21.   Mas a diferença da sorte de ambos mostra que ainda não somos, moralmente, um país. Somos um ajuntamento de aventureiros e de dirigentes profundamente desonestos[16].

22.   A economia humana é em linhas gerais muito simples[17]: uns produzem — outros transportam e lidam com os produtos — todos consomem. E o ideal é que todos possam consumir e a produção nunca seja maior nem menor que o consumo. Mas na Ordem Social vigente o jogo financeiro na passagem do produto das mãos do produtor para as do consumidor faz que apesar da superprodução milhões de criaturas humanas vivam no regime do subconsumo e até morram de fome. E de tal modo a pulsação econômica do mundo se foi perturbando com a hipertrofia do jogo financeiro, que chegamos ao absurdo impasse duma ordem social que só pode subsistir por meio da destruição cada vez maior de vidas em guerras mundiais periódicas e da destruição igualmente monstruosa de produtos de alimentação na paz. Do impasse veio o dilema: ou o mundo destrói essa forma cancerosa de capitalismo, como fez a Rússia, ou essa forma de capitalismo destrói a humanidade. Que capitalismo? O anônimo, internacional, controlador dos governos fracos e o verdadeiro promotor das guerras entre os governos fortes.

23.   A solução do enigma é uma só: o nosso governo não tem coragem de antepor o bem público, as verdadeiras necessidades do país, a felicidade e a prosperidade de 45[18] milhões de pobres--diabos coloniais que somos, aos interesses dos grupos financeiros daqui, ligados ao Capitalismo Anônimo Internacional que paira sobre o mundo como tremendo Pássaro Roca controlador dos governos fracos e promotor de guerras entre os governos fortes. Tanto dentro da forma democrática como dentro de qualquer forma de ditadura, os governos dos países fracos não passam de bonecos nas mãos do Poder Oculto do Capitalismo Internacional Anônimo — do qual até agora só um país se salvou: a Rússia. Esta é a verdade que ninguém se anima a dizer.

                                                                                                     Diário de São Paulo, 1935.
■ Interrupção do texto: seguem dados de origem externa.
use http_types::Url;
use tracing::info;

use crate::{
  config::Config,
  fetcher::{Fetcher, HttpFetcher},
  payload::{require_payload, INITIAL_DATA, PLAYER_RESPONSE},
  search::{search_results, SearchResultItem},
  util::video_id_from_url,
  video::VideoRecord,
  watch_url, Error, Result, YOUTUBE_ORIGIN,
};

/// Entry point for both lookups. Holds nothing but the fetcher, so one
/// instance can serve any number of concurrent calls.
pub struct Scraper<F = HttpFetcher> {
  fetcher: F,
}

impl Scraper<HttpFetcher> {
  pub fn new(config: &Config) -> Result<Self> {
    Ok(Self::with_fetcher(HttpFetcher::new(config)?))
  }
}

impl<F: Fetcher + Send + Sync> Scraper<F> {
  pub fn with_fetcher(fetcher: F) -> Self {
    Self { fetcher }
  }

  pub async fn fetch_video_by_url(&self, url: &str) -> Result<VideoRecord> {
    let video_id = video_id_from_url(url).ok_or_else(|| {
      Error::UnsupportedURL(url.into(), "v parameter not found")
    })?;

    let html = self.fetcher.fetch(&watch_url(video_id)).await?;
    let data = require_payload(&html, INITIAL_DATA)?;
    let player = require_payload(&html, PLAYER_RESPONSE)?;

    let video = VideoRecord::from_payloads(video_id, &data, &player);
    info!("fetched metadata for video {video_id}");
    Ok(video)
  }

  pub async fn search_videos(
    &self,
    query: &str,
    limit: usize,
  ) -> Result<Vec<SearchResultItem>> {
    let html = self.fetcher.fetch(search_url(query).as_str()).await?;
    let data = require_payload(&html, INITIAL_DATA)?;

    let items = search_results(&data, limit)?;
    info!("search {query:?} returned {} videos", items.len());
    Ok(items)
  }
}

fn search_url(query: &str) -> Url {
  let base = format!("{YOUTUBE_ORIGIN}/results");
  Url::parse_with_params(&base, &[("search_query", query)])
    .expect("search url base is hard-coded, thus must be valid")
}
use serde_json::Value;

use crate::W;

static NULL: Value = Value::Null;

// Every lookup into the YouTube page trees goes through here. Paths are
// JSON pointers ("/contents/0/videoRenderer"), and an absent step anywhere
// along the path yields None rather than an error.
impl<'a> W<&'a Value> {
  pub fn node(&self, pointer: &str) -> Option<&'a Value> {
    self.0.pointer(pointer)
  }

  pub fn at(&self, pointer: &str) -> W<&'a Value> {
    W(self.node(pointer).unwrap_or(&NULL))
  }

  /// Non-empty string at `pointer`.
  pub fn str_at(&self, pointer: &str) -> Option<&'a str> {
    self
      .node(pointer)
      .and_then(Value::as_str)
      .filter(|s| !s.is_empty())
  }

  pub fn text_or(&self, pointer: &str, default: &str) -> String {
    self.str_at(pointer).unwrap_or(default).to_owned()
  }

  /// A second count, stored either as a JSON number or as a numeric
  /// string (the player response uses the latter).
  pub fn seconds_at(&self, pointer: &str) -> Option<u64> {
    match self.node(pointer)? {
      Value::Number(n) => n.as_u64(),
      Value::String(s) => s.trim().parse().ok(),
      _ => None,
    }
  }

  pub fn array_at(&self, pointer: &str) -> Option<&'a Vec<Value>> {
    self.node(pointer).and_then(Value::as_array)
  }
}

#[cfg(test)]
mod test {
  use serde_json::json;

  use crate::W;

  #[test]
  fn test_walk_with_defaults() {
    let tree = json!({
      "a": { "b": [{ "c": "hello" }, { "c": "" }] },
      "n": 42,
      "s": "125",
      "bad": "12x",
    });
    let w = W(&tree);

    assert_eq!(w.str_at("/a/b/0/c"), Some("hello"));
    assert_eq!(w.str_at("/a/b/1/c"), None);
    assert_eq!(w.str_at("/a/b/5/c"), None);
    assert_eq!(w.str_at("/missing/deeply/nested"), None);
    assert_eq!(w.text_or("/a/b/1/c", "Unknown"), "Unknown");
    assert_eq!(w.text_or("/a/x", "Unknown"), "Unknown");
    assert_eq!(w.at("/a/b").str_at("/0/c"), Some("hello"));
    assert_eq!(w.at("/nope").str_at("/0/c"), None);

    assert_eq!(w.seconds_at("/n"), Some(42));
    assert_eq!(w.seconds_at("/s"), Some(125));
    assert_eq!(w.seconds_at("/bad"), None);
    assert_eq!(w.seconds_at("/a"), None);

    assert_eq!(w.array_at("/a/b").map(Vec::len), Some(2));
    assert_eq!(w.array_at("/n"), None);
  }
}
[1] Essa é uma visão recorrente em toda obra: a de propor que o povo brasileiro é atrasado e facilmente manipulável. Cabe um tema de redação com o uso de Roberto da Matta – visão do Brasil. Cabe também a ideia de Macunaíma de Mário de Andrade ou do próprio Monteiro Lobato de Jeca-Tatu.
[2] Excelente citação para usar numa redação. E, como bem lembrou o escritor Monteiro Lobato: enquanto outras nações lutam pelo progresso nós jogamos no bicho.
[3] Escolhi esse trecho para ressaltar um aspecto importante do livro: a linguagem informal utilizada em algumas construções do texto e para tratar do cerne do livro – dizer que a petróleo era uma evidência no Brasil, no entanto, o governo não tirava nem permitia tirá-lo. Uma substancial parte da vida Monteiro Lobato foi tentando empreender essa causa, mas por conta disto, foi preso e perseguido. 
[4] Questão comparativa que aparece algumas vezes no livro. Vale a pena a reflexão.
[5] Explicação sobre a falta de enriquecimento do Brasil. Vende suas riquezas primárias e suas fontes de energia.
[6] Em vários momentos do livro, inclusive quando escreve diretamente para Getúlio Vargas. Ele trata da importância de um líder para que o Brasil deixe de ser um país subdesenvolvido.
[7] Título fantástico para redação não é mesmo? E esse trecho? Digno de ser adaptado para sua dissertação.
[8] Essa é uma visão de Monteiro Lobato que se repete em muitos outros momentos da obra. A frase que sintetiza sua visão sobre a política nacional referente ao petróleo.
[9] Frase latina para ser utilizada como título de redação.
[10] Se cair na prova de história essa seria uma boa pergunta.
[11] Excelente título de redação e perfeita finalização de texto.
[12] Uau!!!! Frase utilizada na carta que se dirige ao presidente.
[13] Essa foi a resposta a carta. Ele foi preso. Mas aqui ressalto que se trata do segundo livro que trabalha carta no cerne da obra. E se a UESB cobrar carta para o presidente ou para Monteiro Lobato você saberá fazer?
[14] Escolhi esse trecho para mostrar o “tom irônico” utilizado em quase toda obra por Monteiro Lobato.
[15] Raciocínio único em seu gênero – Excelente título, não é?
[16] Como não dizer: portanto, parafraseando Monteiro Lobato, somos moralmente.....
[17] Leia esse trecho com cuidado. Pode estar em sua prova de humanas.
[18] Agora somos 200 milhões.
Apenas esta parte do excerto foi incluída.